The bilinear vector p = φ(I) obtained is then passed through a signed square root step $(q\leftarrow sign(p)\sqrt{|p|})$, followed by l2 normalizations (r ← q/∥q∥₂) that have been shown to improve the model’s performance in practice [37].

After generating the bilinear vector, a dropout layer is applied to avoid overfitting, followed by a soft-max layer. Fig. 3 is a detailed list of parameters of our proposed Bi-CNN architecture for wound grade classification. The outer product captures pairwise correlations between feature channels and can model part-feature interactions. For example, for the classification of wound depth grades, one of the networks is a part detector that locates edges of the wound and the other network is a local feature extractor that recognizes the depth of the wound. Thus, as this architecture can model local pairwise feature interactions [37], it is particularly useful for fine-grained categorization. The pipeline of our proposed Bi-CNN architecture for the grading of wound depth and granulation tissue amounts is shown in Fig. 4.

Fig. 3:

Proposed Bi-CNN architecture and parameters for wound grading.

Fig. 4:

The pipeline of Bi-CNN based diabetic wound grading architecture.

B. End-to-end training

Our network for wound severity grading can be trained using an end-to-end approach. All the parameters in the network were trained by back-propagating the gradients of the classification loss. We adopted the cross-entropy loss function in our experiments. Based on the chain rule, back propagation of gradients through bilinear pooling is shown in Fig. 5. dE/dS_A and dE/dS_B are the gradients of the loss function with regard to the feature outputs S_A (from stream A ) and S_B (from stream B) respectively. Thus, we have:

$$\frac{dE}{d{S}_A}=S_B{(\frac{dE}{dr}\frac{dr}{dq}\frac{dq}{dp})}^T$$ (3)

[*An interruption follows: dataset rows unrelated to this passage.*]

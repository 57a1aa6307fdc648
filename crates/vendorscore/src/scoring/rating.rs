use std::fmt;

use serde::{Deserialize, Deserializer, Serialize};

/// Qualitative judgement for a single criterion, ordered best to worst.
#[derive(Debug, Clone, Copy, PartialEq, Eq, Hash, PartialOrd, Ord, Serialize)]
pub enum Rating {
    Uitstekend,
    Goed,
    Redelijk,
    Matig,
    Slecht,
}

impl Rating {
    pub const ALL: [Rating; 5] = [
        Rating::Uitstekend,
        Rating::Goed,
        Rating::Redelijk,
        Rating::Matig,
        Rating::Slecht,
    ];

    pub fn factor(self) -> f64 {
        match self {
            Rating::Uitstekend => 1.0,
            Rating::Goed => 0.8,
            Rating::Redelijk => 0.6,
            Rating::Matig => 0.4,
            Rating::Slecht => 0.0,
        }
    }

    pub fn label(self) -> &'static str {
        match self {
            Rating::Uitstekend => "Uitstekend",
            Rating::Goed => "Goed",
            Rating::Redelijk => "Redelijk",
            Rating::Matig => "Matig",
            Rating::Slecht => "Slecht",
        }
    }

    /// Case-insensitive lookup of a rating label; surrounding whitespace is ignored.
    pub fn parse(value: &str) -> Option<Self> {
        let trimmed = value.trim();
        Self::ALL
            .into_iter()
            .find(|rating| rating.label().eq_ignore_ascii_case(trimmed))
    }
}

impl fmt::Display for Rating {
    fn fmt(&self, f: &mut fmt::Formatter<'_>) -> fmt::Result {
        f.write_str(self.label())
    }
}

impl<'de> Deserialize<'de> for Rating {
    fn deserialize<D>(deserializer: D) -> Result<Self, D::Error>
    where
        D: Deserializer<'de>,
    {
        let raw = String::deserialize(deserializer)?;
        Rating::parse(&raw)
            .ok_or_else(|| serde::de::Error::custom(format!("unknown rating '{raw}'")))
    }
}

/// Factor for a raw rating label. Unknown, empty and missing labels score 0.
pub fn factor_of(label: Option<&str>) -> f64 {
    label.and_then(Rating::parse).map_or(0.0, Rating::factor)
}

/// Factor for an optional typed rating; unrated is 0.
pub fn factor_for(rating: Option<Rating>) -> f64 {
    rating.map_or(0.0, Rating::factor)
}

/// Treats a missing or blank rating as unrated instead of rejecting the payload.
pub(crate) fn deserialize_optional_rating<'de, D>(
    deserializer: D,
) -> Result<Option<Rating>, D::Error>
where
    D: Deserializer<'de>,
{
    let raw = Option::<String>::deserialize(deserializer)?;
    match raw {
        Some(value) if !value.trim().is_empty() => Rating::parse(&value)
            .map(Some)
            .ok_or_else(|| serde::de::Error::custom(format!("unknown rating '{value}'"))),
        _ => Ok(None),
    }
}
use std::fmt;

use serde::{Deserialize, Serialize};

/// Dutch Chamber of Commerce (KVK) registration number: exactly eight digits.
#[derive(Debug, Clone, PartialEq, Eq, Hash, Serialize, Deserialize)]
#[serde(try_from = "String", into = "String")]
pub struct KvkNumber(String);

impl KvkNumber {
    pub const LENGTH: usize = 8;

    /// Strips everything but digits and truncates to eight characters.
    pub fn normalize(input: &str) -> String {
        input
            .chars()
            .filter(char::is_ascii_digit)
            .take(Self::LENGTH)
            .collect()
    }

    /// Normalizes `input` and accepts it only when eight digits remain.
    pub fn parse(input: &str) -> Option<Self> {
        let normalized = Self::normalize(input);
        (normalized.len() == Self::LENGTH).then_some(Self(normalized))
    }

    pub fn as_str(&self) -> &str {
        &self.0
    }
}

impl fmt::Display for KvkNumber {
    fn fmt(&self, f: &mut fmt::Formatter<'_>) -> fmt::Result {
        f.write_str(&self.0)
    }
}

impl TryFrom<String> for KvkNumber {
    type Error = String;

    fn try_from(value: String) -> Result<Self, Self::Error> {
        Self::parse(&value).ok_or_else(|| format!("'{value}' is not an 8-digit KVK number"))
    }
}

impl From<KvkNumber> for String {
    fn from(value: KvkNumber) -> Self {
        value.0
    }
}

$$\frac{dE}{d{S}_B}=S_A(\frac{dE}{dr}\frac{dr}{dq}\frac{dq}{dp})$$ (4)

Fig. 5:

Back propagation of gradients through bilinear pooling.

For other layers, the gradients before bi-linear pooling and in the classification layer are straightforward and can be computed using the chain rule.

III. Materials and implementation details

Our proposed wound evaluation system consists of three major steps: image pre-processing, fine-grained neural network model training and then using the trained model for wound grading. Fig. 6 shows the flow diagram of our proposed wound evaluation system. In the following, we will describe the wound image dataset we utilized, after which we cover in detail each of the stages of our approach.

Fig. 6:

Flow diagram of the proposed wound evaluation system.

A. Wound image dataset

All the images we used for the study of wound evaluation systems were acquired in one of three ways. First, we acquired 114 wound images captured with a wound imaging box [51], which maintained a consistent, homogeneous lighting environment for imaging the wound. Second, 202 images were gathered from wound images publicly available on the Internet, which were mostly captured from a relatively perpendicular angle. Third, 1323 patient wound images collected at the University of Massachusetts Medical School (UMMS) were received after IRB approval for our use. These images had large variations in lighting, viewing angles, wound types and skin texture. In total, we gathered 1639 wound images of diabetics from these three sources for inclusion in our wound dataset. For all the experiments we conduct five-fold holdout validation, each fold had 1477 images for training and 162 images for testing. The number and percentage of images in each class are shown in Table II.

TABLE II:

Statistics of our collected data set.

Score/Class		0	1	2	3	4	Total
Wound depth	Train	28 (1.9%)	161 (10.9%)	777 (52.6%)	352 (23.8%)	159 (10.8%)	1477
	Test	3	17	86	39	17	162
Granulation tissue amount	Train	109 (7.4%)	130 (8.8%)	96 (6.5%)	222 (15.0%)	920 (62.3%)	1477
	Test	12	14	10	24	102	162

B. Pre-processing

In our proposed method, we adopted four pre-processing steps to facilitate good feature extraction. One step was specific to our wound classification problem, while two others were standard pre-processing steps used to prepare the images before inputting them into deep networks. The details of our pre-processing steps are as follows.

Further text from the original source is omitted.